まず、地方税法等の一部を改正する法律案について申し上げます。
本法律案は、個人の住民税について基礎控除等の所得控除額を引き上げる等所要の措置を講ずること、法人住民税の均等割税率の引き上げ、自動車税及び軽自動車税の税率を調整すること、納税環境の整備を図ること、地方道路譲与税等の譲与時期等の見直しを行うことなどを主な内容とするものであります。
委員会におきましては、低所得者に対する負担の軽減、不公平税制の是正、法人事業税のあり方、市町村税源の充実等の諸問題について熱心な質疑が行われました。
質疑を終局し、次いで、日本共産党提出の修正案について提案趣旨の説明が行われました。
討論に入りましたところ、日本社会党を代表して志苫委員、公明党・国民会議を代表して原田委員、民社党・国民連合を代表して三治委員よりそれぞれ修正案及び原案に反対、自由民主党・自由国民会議を代表して真鍋委員より修正案に反対、原案に賛成、日本共産党を代表して神谷委員より修正案に賛成、原案に反対の意見が述べられました。
討論を終局し、採決を行いましたところ、修正案は賛成少数により否決され、本法律案は賛成多数をもって原案のとおり可決すべきものと決定いたしました。

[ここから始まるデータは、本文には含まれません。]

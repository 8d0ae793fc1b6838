//! Cache Store Module
//!
//! The `TimeCache` facade over two concurrent maps: the value store and the
//! expiry index. The maps are updated one after the other with no lock
//! spanning both, so a key can briefly be present in one and absent from the
//! other. Callers must not rely on a read and its TTL refresh being atomic.

use std::fmt;
use std::sync::atomic::{AtomicUsize, Ordering};
use std::sync::Arc;
use std::time::Duration;

use dashmap::DashMap;
use tracing::{trace, warn};

use crate::cache::deadline::{current_timestamp_secs, deadline_from_now, is_expired};
use crate::cache::stats::{CacheStats, StatsRecorder};
use crate::config::CacheConfig;
use crate::error::{CacheError, Result};
use crate::tasks::{spawn_sweeper, SweeperHandle};

// == Cache Internals ==
/// State shared by every handle of one cache and by its sweepers.
pub(crate) struct CacheInner<T> {
    /// Key-value storage
    entries: DashMap<String, T>,
    /// Key to next eviction deadline (Unix seconds)
    deadlines: DashMap<String, i64>,
    /// Sliding TTL in seconds
    ttl_secs: u64,
    /// Activity counters
    stats: StatsRecorder,
    /// Sweepers currently running against this cache
    sweepers: AtomicUsize,
}

impl<T> CacheInner<T> {
    fn new(ttl_secs: u64) -> Self {
        Self {
            entries: DashMap::new(),
            deadlines: DashMap::new(),
            ttl_secs,
            stats: StatsRecorder::default(),
            sweepers: AtomicUsize::new(0),
        }
    }

    // == Sweep ==
    /// Evicts every key whose deadline is strictly older than the wall-clock
    /// time sampled at the start of the pass.
    ///
    /// An index entry is only removed if it is still expired at removal
    /// time. The matching value is removed in a second, separate step, so a
    /// `store` racing with the sweep can still lose its fresh value.
    ///
    /// Returns the number of values evicted.
    pub(crate) fn sweep_expired(&self) -> usize {
        let now = current_timestamp_secs();

        let expired_keys: Vec<String> = self
            .deadlines
            .iter()
            .filter(|entry| is_expired(*entry.value(), now))
            .map(|entry| entry.key().clone())
            .collect();

        let mut evicted = 0;
        for key in expired_keys {
            let removed = self
                .deadlines
                .remove_if(&key, |_, deadline| is_expired(*deadline, now));
            if removed.is_some() && self.entries.remove(&key).is_some() {
                trace!(key = %key, "Evicted expired entry");
                evicted += 1;
            }
        }

        self.stats.record_evictions(evicted);
        evicted
    }

    pub(crate) fn ttl(&self) -> Duration {
        Duration::from_secs(self.ttl_secs)
    }

    /// Registers a new sweeper, returning how many were already running.
    fn sweeper_started(&self) -> usize {
        self.sweepers.fetch_add(1, Ordering::SeqCst)
    }

    pub(crate) fn sweeper_exited(&self) {
        self.sweepers.fetch_sub(1, Ordering::SeqCst);
    }

    fn running_sweepers(&self) -> usize {
        self.sweepers.load(Ordering::SeqCst)
    }
}

// == Time Cache ==
/// Thread-safe key-value cache with sliding TTL expiration.
///
/// Cloning is cheap and every clone operates on the same maps. Reclamation of
/// expired keys only happens once [`TimeCache::start`] has launched a sweeper
/// (or when [`TimeCache::sweep_expired`] is called directly); until then a
/// key stays readable past its deadline.
///
/// # Example
/// ```ignore
/// let sessions: TimeCache<Session> = TimeCache::new(60)?;
/// let _sweeper = sessions.start()?;
///
/// sessions.store("abc", session);
/// sessions.get(
///     "abc",
///     |key, session| println!("{key} -> {session:?}"),
///     |key| println!("{key} not found"),
/// );
/// ```
pub struct TimeCache<T> {
    inner: Arc<CacheInner<T>>,
}

impl<T> Clone for TimeCache<T> {
    fn clone(&self) -> Self {
        Self {
            inner: Arc::clone(&self.inner),
        }
    }
}

impl<T> fmt::Debug for TimeCache<T> {
    fn fmt(&self, f: &mut fmt::Formatter<'_>) -> fmt::Result {
        f.debug_struct("TimeCache")
            .field("ttl_secs", &self.inner.ttl_secs)
            .field("entries", &self.inner.entries.len())
            .field("sweepers", &self.inner.running_sweepers())
            .finish()
    }
}

impl<T> TimeCache<T>
where
    T: Clone + Send + Sync + 'static,
{
    // == Constructor ==
    /// Creates an empty cache with the given sliding TTL in seconds.
    ///
    /// The TTL doubles as the sweep interval.
    ///
    /// # Errors
    /// Returns `CacheError::InvalidTtl` for a TTL of zero and
    /// `CacheError::TtlOverflow` for an absurdly large one.
    pub fn new(ttl_secs: u64) -> Result<Self> {
        Self::from_config(&CacheConfig::new(ttl_secs))
    }

    /// Creates an empty cache from a validated configuration.
    pub fn from_config(config: &CacheConfig) -> Result<Self> {
        config.validate()?;
        Ok(Self {
            inner: Arc::new(CacheInner::new(config.ttl_secs)),
        })
    }

    // == Get ==
    /// Looks up `key` and invokes exactly one of the callbacks on the
    /// caller's thread.
    ///
    /// On a hit the key's deadline is pushed to now + TTL before `on_hit`
    /// runs, and `on_hit` receives a clone of the stored value. No map lock is held while a
    /// callback runs, so callbacks may call back into the cache.
    ///
    /// Presence alone decides a hit: a key past its deadline is still
    /// returned until a sweep removes it.
    pub fn get<H, M>(&self, key: &str, on_hit: H, on_miss: M)
    where
        H: FnOnce(&str, T),
        M: FnOnce(&str),
    {
        let value = self.inner.entries.get(key).map(|entry| entry.value().clone());

        match value {
            Some(value) => {
                self.inner.stats.record_hit();
                self.inner
                    .deadlines
                    .insert(key.to_string(), deadline_from_now(self.inner.ttl_secs));
                trace!(key, "Cache hit");
                on_hit(key, value);
            }
            None => {
                self.inner.stats.record_miss();
                trace!(key, "Cache miss");
                on_miss(key);
            }
        }
    }

    /// Returns a clone of the value for `key`, refreshing its deadline on a
    /// hit. Same semantics as [`TimeCache::get`].
    pub fn lookup(&self, key: &str) -> Option<T> {
        let mut found = None;
        self.get(key, |_, value| found = Some(value), |_| {});
        found
    }

    // == Store ==
    /// Inserts or overwrites `key` and resets its deadline to now + TTL.
    pub fn store(&self, key: impl Into<String>, value: T) {
        let key = key.into();
        trace!(key = %key, "Storing entry");

        self.inner.entries.insert(key.clone(), value);
        self.inner
            .deadlines
            .insert(key, deadline_from_now(self.inner.ttl_secs));
        self.inner.stats.record_store();
    }

    // == Delete ==
    /// Removes `key` from the store and the expiry index. Deleting an absent
    /// key is a no-op.
    pub fn delete(&self, key: &str) {
        trace!(key, "Deleting entry");

        self.inner.entries.remove(key);
        self.inner.deadlines.remove(key);
        self.inner.stats.record_delete();
    }

    // == Start ==
    /// Launches the background sweeper on the current Tokio runtime.
    ///
    /// The sweeper sleeps one TTL, evicts expired keys, and repeats until
    /// [`SweeperHandle::stop`] is called or every handle to this cache has
    /// been dropped. Dropping the returned handle leaves it running.
    ///
    /// Calling this more than once starts redundant sweepers; each one works
    /// correctly but they duplicate effort. A warning is logged when that
    /// happens.
    ///
    /// # Errors
    /// Returns `CacheError::NoRuntime` when called outside a Tokio runtime.
    pub fn start(&self) -> Result<SweeperHandle> {
        let runtime = tokio::runtime::Handle::try_current().map_err(|_| CacheError::NoRuntime)?;

        let already_running = self.inner.sweeper_started();
        if already_running > 0 {
            warn!(
                already_running,
                "Starting another sweeper for a cache that already has one"
            );
        }

        Ok(spawn_sweeper(&runtime, Arc::downgrade(&self.inner)))
    }

    // == Sweep Expired ==
    /// Runs one sweep pass synchronously and returns how many values were
    /// evicted.
    pub fn sweep_expired(&self) -> usize {
        self.inner.sweep_expired()
    }

    // == Introspection ==
    /// Returns true if `key` currently has a value. Does not refresh its
    /// deadline and is not counted as a hit or miss.
    pub fn contains_key(&self, key: &str) -> bool {
        self.inner.entries.contains_key(key)
    }

    /// Returns the recorded deadline for `key` in Unix seconds, if any.
    pub fn deadline(&self, key: &str) -> Option<i64> {
        self.inner.deadlines.get(key).map(|deadline| *deadline)
    }

    /// Returns the configured sliding TTL.
    pub fn ttl(&self) -> Duration {
        self.inner.ttl()
    }

    /// Returns the number of values currently stored.
    pub fn len(&self) -> usize {
        self.inner.entries.len()
    }

    /// Returns true if no values are stored.
    pub fn is_empty(&self) -> bool {
        self.inner.entries.is_empty()
    }

    /// Returns the number of sweepers currently running for this cache.
    pub fn running_sweepers(&self) -> usize {
        self.inner.running_sweepers()
    }

    // == Stats ==
    /// Returns current cache statistics.
    pub fn stats(&self) -> CacheStats {
        self.inner.stats.snapshot(self.inner.entries.len())
    }

    #[cfg(test)]
    pub(crate) fn set_deadline(&self, key: &str, deadline: i64) {
        self.inner.deadlines.insert(key.to_string(), deadline);
    }
}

なお、本法律案には、地方財源の充実等に関する附帯決議が付せられました。
次に、消防施設強化促進法の一部を改正する法律案について申し上げます。
本法律案は、人口急増市町村の消防施設に係る国庫補助率の特例措置について、所要の調整措置を講じつつ、昭和六十三年度まで延長することを主な内容とするものであります。
委員会におきましては、消防の当面する諸問題について質疑を行いました。
質疑を終局し、日本共産党提出の修正案について趣旨説明があり、討論の後、採決を行いましたところ、修正案は賛成少数をもって否決され、本法律案は賛成多数をもって原案どおり可決すべきものと決定いたしました。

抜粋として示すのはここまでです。